[Recorded data]
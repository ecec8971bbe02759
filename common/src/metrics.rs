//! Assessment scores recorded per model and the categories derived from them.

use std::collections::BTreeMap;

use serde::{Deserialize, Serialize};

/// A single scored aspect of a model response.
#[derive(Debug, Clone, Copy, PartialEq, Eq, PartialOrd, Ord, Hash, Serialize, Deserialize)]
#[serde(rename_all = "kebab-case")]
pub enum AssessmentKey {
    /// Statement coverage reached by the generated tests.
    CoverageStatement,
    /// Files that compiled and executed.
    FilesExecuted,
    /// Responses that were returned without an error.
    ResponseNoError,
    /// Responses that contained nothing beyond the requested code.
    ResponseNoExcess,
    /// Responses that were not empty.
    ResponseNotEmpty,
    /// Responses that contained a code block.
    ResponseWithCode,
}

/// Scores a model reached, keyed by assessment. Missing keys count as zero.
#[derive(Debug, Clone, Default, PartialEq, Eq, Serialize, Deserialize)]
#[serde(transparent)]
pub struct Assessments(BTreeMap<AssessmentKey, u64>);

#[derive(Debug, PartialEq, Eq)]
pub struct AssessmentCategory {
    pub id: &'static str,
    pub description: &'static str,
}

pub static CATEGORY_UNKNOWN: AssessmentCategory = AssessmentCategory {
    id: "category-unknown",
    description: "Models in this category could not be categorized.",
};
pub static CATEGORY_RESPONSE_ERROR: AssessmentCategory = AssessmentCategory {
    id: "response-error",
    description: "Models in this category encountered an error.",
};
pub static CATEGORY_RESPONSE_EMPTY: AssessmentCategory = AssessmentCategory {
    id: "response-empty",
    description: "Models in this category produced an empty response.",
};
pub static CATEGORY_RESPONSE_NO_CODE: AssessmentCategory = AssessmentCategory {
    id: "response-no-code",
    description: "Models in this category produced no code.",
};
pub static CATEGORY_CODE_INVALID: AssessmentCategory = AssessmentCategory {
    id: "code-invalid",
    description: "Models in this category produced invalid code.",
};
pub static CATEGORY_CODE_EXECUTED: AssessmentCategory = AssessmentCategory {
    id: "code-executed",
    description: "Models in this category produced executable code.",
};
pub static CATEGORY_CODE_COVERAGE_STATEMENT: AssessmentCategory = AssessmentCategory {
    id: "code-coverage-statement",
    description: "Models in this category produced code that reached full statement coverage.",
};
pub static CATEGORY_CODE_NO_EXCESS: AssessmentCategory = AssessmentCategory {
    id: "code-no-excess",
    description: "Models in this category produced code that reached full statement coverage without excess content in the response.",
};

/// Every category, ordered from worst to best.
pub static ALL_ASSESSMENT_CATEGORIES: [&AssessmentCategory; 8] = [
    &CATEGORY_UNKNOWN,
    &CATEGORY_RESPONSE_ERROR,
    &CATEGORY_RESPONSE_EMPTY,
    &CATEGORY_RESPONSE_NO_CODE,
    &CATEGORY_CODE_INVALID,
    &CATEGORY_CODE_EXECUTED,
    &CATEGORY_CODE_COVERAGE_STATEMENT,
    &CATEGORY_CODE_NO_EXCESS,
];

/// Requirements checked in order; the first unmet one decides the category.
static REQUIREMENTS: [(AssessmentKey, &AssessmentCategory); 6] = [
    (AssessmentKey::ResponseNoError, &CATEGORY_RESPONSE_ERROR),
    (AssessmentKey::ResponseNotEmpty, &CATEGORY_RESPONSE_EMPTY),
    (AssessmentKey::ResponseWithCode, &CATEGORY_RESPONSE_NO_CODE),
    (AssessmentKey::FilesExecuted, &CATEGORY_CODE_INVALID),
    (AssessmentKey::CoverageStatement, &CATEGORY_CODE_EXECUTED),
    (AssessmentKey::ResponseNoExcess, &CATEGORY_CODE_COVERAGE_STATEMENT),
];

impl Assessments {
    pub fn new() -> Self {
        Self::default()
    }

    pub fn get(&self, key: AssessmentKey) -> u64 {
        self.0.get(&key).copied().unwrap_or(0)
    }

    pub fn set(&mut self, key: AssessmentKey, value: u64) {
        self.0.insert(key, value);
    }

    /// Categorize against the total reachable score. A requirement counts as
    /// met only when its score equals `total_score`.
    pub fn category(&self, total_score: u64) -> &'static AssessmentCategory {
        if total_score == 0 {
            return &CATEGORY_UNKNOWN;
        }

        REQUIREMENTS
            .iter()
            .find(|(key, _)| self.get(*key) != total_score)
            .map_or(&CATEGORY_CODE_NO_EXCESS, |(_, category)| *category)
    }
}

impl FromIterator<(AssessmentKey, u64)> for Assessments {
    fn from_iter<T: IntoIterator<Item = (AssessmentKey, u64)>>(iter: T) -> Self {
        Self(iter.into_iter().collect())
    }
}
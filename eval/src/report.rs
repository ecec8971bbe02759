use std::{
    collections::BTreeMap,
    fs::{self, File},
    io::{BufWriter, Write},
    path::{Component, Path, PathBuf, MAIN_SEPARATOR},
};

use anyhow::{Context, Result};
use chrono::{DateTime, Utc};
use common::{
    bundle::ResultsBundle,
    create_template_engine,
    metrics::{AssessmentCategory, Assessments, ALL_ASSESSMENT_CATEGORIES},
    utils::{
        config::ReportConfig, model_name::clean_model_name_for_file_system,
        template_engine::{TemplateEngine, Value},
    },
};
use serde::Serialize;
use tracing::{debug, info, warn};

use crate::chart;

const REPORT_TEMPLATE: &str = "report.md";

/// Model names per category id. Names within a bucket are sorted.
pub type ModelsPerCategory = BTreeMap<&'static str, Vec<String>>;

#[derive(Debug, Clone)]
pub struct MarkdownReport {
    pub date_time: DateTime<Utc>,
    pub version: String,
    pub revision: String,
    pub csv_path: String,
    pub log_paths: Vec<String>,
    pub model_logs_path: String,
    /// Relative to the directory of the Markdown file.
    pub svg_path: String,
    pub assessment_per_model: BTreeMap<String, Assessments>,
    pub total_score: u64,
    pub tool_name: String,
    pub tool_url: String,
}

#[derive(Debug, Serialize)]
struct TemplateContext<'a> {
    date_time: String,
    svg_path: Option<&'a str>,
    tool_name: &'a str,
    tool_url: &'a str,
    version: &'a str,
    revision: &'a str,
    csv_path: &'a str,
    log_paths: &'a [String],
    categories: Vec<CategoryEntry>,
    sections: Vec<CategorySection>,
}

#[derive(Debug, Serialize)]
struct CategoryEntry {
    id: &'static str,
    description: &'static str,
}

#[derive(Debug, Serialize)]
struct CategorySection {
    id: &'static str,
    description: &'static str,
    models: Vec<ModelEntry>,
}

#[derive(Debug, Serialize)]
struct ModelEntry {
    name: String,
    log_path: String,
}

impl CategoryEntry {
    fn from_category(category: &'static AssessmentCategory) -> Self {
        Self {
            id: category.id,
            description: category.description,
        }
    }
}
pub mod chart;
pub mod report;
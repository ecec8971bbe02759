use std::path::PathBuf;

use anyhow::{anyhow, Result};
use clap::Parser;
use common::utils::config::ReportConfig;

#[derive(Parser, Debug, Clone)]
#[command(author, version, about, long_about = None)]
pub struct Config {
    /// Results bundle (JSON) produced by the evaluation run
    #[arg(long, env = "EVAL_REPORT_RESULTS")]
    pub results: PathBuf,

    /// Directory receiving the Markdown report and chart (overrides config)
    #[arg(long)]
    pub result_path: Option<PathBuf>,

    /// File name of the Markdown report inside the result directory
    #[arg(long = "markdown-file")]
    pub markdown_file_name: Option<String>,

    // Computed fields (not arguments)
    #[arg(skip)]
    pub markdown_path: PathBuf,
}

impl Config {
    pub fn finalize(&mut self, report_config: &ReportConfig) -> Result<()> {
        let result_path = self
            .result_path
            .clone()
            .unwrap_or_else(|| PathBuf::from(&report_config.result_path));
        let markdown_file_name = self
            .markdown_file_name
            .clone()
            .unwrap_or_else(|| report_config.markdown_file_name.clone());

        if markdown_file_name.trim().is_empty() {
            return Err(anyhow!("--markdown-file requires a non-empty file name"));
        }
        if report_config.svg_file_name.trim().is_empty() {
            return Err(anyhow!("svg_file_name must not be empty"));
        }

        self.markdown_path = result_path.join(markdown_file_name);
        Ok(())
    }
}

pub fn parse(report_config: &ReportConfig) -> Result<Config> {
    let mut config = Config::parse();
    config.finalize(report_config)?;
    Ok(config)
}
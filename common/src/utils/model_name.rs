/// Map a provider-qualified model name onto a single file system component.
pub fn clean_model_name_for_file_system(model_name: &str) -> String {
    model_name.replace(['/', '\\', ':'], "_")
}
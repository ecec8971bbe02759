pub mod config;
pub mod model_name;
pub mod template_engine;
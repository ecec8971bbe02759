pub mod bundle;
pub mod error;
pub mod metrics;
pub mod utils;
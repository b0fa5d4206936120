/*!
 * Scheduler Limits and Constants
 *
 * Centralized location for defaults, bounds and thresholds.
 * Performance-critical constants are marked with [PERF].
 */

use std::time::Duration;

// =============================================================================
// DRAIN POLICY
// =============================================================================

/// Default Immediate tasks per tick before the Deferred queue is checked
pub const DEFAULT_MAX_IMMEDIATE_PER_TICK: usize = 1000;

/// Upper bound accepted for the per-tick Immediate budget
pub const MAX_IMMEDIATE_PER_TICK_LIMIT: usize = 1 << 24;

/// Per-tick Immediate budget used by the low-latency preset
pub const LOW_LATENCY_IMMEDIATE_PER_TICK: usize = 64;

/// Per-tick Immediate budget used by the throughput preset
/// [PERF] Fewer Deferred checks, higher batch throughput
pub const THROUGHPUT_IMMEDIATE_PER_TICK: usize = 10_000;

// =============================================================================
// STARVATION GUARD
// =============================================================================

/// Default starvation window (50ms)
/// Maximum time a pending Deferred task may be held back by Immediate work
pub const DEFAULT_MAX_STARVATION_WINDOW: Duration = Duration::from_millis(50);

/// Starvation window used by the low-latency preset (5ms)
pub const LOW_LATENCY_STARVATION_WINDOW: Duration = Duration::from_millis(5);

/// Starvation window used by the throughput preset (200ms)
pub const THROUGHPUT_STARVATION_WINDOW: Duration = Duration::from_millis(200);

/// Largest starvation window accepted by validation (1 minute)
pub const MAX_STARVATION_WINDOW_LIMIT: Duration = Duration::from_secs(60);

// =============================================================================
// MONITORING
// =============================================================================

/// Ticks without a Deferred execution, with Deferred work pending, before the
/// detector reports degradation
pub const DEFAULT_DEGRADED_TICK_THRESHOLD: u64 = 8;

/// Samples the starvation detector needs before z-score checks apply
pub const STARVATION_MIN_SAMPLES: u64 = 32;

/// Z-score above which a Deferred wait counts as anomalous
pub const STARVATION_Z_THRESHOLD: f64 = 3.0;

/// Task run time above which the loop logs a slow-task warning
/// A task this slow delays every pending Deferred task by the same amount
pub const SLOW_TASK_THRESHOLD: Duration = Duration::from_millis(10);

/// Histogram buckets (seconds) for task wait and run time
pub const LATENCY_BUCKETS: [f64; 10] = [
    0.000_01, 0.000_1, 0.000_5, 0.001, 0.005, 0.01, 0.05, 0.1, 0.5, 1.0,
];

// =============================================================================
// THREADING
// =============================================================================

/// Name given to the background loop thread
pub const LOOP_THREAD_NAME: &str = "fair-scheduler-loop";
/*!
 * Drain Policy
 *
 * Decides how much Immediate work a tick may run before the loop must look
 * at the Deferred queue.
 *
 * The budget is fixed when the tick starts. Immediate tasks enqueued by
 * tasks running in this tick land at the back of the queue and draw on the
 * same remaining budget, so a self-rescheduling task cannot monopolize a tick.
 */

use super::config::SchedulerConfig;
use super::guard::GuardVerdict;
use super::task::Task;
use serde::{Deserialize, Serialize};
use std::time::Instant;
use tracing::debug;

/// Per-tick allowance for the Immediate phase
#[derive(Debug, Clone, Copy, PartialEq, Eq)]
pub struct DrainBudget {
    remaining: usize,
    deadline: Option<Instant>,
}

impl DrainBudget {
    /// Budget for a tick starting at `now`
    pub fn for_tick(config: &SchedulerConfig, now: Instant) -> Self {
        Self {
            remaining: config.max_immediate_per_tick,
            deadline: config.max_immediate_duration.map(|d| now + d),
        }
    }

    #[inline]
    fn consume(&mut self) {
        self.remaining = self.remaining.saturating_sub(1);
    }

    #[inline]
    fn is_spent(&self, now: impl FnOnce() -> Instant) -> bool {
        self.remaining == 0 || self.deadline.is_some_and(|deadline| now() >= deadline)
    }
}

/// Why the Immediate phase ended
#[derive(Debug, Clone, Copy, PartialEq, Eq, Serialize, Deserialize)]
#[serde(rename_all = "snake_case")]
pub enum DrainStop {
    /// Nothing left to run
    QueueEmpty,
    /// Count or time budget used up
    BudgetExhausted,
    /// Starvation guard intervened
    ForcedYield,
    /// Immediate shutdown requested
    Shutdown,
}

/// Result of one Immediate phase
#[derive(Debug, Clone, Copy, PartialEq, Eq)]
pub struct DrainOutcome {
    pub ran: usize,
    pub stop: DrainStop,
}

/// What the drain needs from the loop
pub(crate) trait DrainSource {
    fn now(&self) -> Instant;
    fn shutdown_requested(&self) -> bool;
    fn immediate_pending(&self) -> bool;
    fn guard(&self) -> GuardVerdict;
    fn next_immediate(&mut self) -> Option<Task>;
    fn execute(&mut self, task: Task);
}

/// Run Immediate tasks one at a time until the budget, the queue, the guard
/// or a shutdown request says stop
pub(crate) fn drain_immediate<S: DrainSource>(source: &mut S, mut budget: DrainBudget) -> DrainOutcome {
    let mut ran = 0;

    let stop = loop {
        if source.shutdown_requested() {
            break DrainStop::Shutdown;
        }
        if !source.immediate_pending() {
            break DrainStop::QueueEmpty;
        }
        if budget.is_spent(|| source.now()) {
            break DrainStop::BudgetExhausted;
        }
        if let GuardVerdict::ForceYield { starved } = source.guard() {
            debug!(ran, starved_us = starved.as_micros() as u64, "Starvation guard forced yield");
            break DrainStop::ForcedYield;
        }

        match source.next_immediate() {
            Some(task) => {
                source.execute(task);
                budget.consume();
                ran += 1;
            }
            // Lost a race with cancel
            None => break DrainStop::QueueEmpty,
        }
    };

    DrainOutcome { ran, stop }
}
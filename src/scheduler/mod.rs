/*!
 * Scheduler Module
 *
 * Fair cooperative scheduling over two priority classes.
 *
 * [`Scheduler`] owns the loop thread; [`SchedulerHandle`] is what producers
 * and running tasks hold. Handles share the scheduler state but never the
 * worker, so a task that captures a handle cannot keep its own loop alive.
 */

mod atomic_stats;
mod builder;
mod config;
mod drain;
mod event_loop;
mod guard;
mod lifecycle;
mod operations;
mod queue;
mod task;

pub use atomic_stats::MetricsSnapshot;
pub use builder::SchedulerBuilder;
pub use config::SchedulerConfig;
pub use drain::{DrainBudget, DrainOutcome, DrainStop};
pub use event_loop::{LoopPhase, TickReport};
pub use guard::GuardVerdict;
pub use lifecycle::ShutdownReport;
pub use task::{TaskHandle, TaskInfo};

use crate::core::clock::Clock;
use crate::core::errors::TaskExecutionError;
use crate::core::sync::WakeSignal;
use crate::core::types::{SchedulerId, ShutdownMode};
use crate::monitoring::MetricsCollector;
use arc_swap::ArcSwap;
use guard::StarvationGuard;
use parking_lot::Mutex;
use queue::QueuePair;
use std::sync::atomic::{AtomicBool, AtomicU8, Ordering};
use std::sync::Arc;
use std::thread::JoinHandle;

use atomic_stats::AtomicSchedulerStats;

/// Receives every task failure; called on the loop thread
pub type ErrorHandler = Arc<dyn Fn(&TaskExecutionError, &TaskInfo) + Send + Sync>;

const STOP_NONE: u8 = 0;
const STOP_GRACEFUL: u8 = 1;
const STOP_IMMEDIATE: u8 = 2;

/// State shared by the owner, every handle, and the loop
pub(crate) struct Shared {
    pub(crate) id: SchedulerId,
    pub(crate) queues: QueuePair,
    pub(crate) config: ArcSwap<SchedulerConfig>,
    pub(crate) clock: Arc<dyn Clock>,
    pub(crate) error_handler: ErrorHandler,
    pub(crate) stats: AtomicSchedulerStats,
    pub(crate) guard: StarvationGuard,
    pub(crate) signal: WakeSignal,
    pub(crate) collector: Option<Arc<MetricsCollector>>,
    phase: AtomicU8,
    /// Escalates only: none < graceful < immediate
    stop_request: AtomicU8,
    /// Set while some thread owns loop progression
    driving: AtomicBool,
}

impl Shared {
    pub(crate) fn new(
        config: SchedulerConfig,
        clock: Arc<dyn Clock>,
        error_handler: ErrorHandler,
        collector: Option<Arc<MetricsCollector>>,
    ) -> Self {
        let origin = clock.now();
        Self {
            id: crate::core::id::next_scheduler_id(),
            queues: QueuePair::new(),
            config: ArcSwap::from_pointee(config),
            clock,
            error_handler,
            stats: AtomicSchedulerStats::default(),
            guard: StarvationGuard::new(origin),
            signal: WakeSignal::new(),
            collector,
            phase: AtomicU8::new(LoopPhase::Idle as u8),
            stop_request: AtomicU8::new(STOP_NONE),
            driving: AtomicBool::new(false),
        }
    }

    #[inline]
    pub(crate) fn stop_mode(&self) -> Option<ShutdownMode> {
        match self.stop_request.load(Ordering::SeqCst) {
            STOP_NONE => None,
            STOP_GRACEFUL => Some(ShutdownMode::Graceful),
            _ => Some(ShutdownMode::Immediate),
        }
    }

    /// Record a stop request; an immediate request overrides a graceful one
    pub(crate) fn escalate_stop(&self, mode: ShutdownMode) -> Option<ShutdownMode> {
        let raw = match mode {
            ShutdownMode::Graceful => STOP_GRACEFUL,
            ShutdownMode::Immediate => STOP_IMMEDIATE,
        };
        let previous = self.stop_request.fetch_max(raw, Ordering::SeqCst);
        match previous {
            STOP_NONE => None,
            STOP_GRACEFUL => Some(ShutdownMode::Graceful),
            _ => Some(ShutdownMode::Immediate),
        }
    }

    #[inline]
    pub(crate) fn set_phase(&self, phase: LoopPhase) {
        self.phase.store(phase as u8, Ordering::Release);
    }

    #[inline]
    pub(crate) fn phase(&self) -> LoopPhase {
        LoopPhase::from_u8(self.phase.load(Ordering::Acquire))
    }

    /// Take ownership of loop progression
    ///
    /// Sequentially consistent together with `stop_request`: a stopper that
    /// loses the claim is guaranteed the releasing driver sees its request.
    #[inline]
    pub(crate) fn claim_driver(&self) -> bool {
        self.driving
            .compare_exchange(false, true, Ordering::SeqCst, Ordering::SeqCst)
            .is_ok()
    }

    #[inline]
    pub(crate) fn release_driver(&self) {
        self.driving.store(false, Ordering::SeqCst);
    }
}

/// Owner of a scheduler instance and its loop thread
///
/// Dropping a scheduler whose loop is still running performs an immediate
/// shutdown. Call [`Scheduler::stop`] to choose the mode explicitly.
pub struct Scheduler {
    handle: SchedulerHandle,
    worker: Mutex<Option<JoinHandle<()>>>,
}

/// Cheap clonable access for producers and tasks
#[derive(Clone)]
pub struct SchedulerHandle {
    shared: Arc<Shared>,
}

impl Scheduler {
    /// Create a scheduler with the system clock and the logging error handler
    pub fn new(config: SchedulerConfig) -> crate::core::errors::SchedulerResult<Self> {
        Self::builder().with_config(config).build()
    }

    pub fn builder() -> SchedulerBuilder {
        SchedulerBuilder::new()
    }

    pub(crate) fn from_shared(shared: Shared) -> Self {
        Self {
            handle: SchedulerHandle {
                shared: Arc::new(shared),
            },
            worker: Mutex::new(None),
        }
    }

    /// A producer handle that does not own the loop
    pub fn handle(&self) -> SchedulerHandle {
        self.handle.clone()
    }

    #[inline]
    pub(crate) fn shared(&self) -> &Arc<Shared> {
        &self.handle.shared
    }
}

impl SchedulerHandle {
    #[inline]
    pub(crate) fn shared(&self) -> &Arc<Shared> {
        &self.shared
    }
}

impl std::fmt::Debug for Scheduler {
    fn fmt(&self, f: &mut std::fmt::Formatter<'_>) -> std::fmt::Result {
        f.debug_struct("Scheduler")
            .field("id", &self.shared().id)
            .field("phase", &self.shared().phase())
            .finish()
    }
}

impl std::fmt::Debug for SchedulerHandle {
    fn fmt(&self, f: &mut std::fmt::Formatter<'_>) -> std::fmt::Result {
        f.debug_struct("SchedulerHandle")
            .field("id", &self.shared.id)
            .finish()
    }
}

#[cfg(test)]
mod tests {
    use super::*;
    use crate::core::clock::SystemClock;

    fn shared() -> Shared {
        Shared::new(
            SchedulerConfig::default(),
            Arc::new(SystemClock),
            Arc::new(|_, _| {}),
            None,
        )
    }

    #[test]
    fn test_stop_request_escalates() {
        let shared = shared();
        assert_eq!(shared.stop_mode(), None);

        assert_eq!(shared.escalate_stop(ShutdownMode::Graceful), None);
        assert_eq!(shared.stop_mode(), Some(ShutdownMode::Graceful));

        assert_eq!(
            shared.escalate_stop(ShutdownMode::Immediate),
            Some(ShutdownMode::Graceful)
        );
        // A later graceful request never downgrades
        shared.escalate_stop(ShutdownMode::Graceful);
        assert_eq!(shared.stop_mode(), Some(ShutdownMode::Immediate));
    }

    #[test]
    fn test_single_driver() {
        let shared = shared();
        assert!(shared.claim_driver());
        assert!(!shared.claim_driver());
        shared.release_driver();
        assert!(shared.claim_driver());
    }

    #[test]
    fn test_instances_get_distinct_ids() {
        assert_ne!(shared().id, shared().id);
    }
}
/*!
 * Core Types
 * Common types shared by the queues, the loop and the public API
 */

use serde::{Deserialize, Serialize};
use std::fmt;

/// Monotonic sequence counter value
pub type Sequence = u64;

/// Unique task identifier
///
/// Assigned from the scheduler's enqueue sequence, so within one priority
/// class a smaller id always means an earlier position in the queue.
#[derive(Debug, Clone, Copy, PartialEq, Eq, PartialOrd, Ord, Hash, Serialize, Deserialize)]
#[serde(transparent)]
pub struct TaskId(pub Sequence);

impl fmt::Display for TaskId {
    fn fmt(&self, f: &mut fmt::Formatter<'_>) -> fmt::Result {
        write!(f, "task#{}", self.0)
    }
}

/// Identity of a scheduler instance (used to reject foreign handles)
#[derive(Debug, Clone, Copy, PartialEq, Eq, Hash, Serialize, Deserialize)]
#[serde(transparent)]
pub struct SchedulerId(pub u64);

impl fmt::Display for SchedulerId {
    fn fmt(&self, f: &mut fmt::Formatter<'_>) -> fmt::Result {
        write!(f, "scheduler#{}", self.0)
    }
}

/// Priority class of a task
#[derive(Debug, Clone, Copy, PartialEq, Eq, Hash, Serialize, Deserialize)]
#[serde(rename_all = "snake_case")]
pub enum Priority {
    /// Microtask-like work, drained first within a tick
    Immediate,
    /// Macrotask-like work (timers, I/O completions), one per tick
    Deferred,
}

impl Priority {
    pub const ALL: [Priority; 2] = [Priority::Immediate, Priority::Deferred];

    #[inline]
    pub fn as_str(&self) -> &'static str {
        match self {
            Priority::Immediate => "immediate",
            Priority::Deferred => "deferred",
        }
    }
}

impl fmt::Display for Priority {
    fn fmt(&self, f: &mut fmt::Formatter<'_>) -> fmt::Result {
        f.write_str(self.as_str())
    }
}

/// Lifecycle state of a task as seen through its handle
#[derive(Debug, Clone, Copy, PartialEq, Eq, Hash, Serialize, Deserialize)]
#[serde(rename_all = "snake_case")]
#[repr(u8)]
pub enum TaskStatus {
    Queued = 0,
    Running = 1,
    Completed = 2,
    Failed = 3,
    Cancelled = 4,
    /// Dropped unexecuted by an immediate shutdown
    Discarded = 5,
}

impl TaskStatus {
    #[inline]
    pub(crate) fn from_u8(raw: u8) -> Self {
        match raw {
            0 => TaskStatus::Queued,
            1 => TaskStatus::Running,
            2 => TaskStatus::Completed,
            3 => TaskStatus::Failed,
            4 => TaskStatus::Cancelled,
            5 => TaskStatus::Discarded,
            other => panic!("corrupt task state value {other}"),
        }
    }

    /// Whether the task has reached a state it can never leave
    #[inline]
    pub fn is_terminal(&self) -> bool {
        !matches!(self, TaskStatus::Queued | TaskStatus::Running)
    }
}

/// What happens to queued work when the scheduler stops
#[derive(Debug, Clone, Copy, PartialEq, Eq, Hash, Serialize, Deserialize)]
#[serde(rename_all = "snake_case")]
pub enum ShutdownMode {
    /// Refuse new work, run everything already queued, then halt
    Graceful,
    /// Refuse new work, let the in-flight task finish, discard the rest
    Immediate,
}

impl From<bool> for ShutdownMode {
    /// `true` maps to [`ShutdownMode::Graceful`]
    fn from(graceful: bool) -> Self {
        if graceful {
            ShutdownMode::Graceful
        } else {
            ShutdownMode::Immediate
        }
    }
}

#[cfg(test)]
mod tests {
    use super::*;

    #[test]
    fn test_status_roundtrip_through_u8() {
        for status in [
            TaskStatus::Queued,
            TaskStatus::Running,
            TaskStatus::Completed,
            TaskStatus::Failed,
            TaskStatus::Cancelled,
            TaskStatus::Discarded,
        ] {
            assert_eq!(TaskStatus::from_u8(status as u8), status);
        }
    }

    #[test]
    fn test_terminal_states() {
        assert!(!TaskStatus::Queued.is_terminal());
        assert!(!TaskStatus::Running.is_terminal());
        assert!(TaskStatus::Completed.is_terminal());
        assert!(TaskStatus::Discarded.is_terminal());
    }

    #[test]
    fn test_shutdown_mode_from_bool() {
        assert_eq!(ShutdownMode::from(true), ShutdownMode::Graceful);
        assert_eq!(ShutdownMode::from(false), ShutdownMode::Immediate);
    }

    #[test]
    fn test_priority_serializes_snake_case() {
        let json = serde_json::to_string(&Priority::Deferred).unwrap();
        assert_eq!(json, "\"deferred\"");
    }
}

Problem description:
Given the records above, return exactly the lines starting at the line containing "left to run" and ending at the line containing "one Immediate phase", including both.

Solution to the problem:
    /// Nothing left to run
    QueueEmpty,
    /// Count or time budget used up
    BudgetExhausted,
    /// Starvation guard intervened
    ForcedYield,
    /// Immediate shutdown requested
    Shutdown,
}

/// Result of one Immediate phase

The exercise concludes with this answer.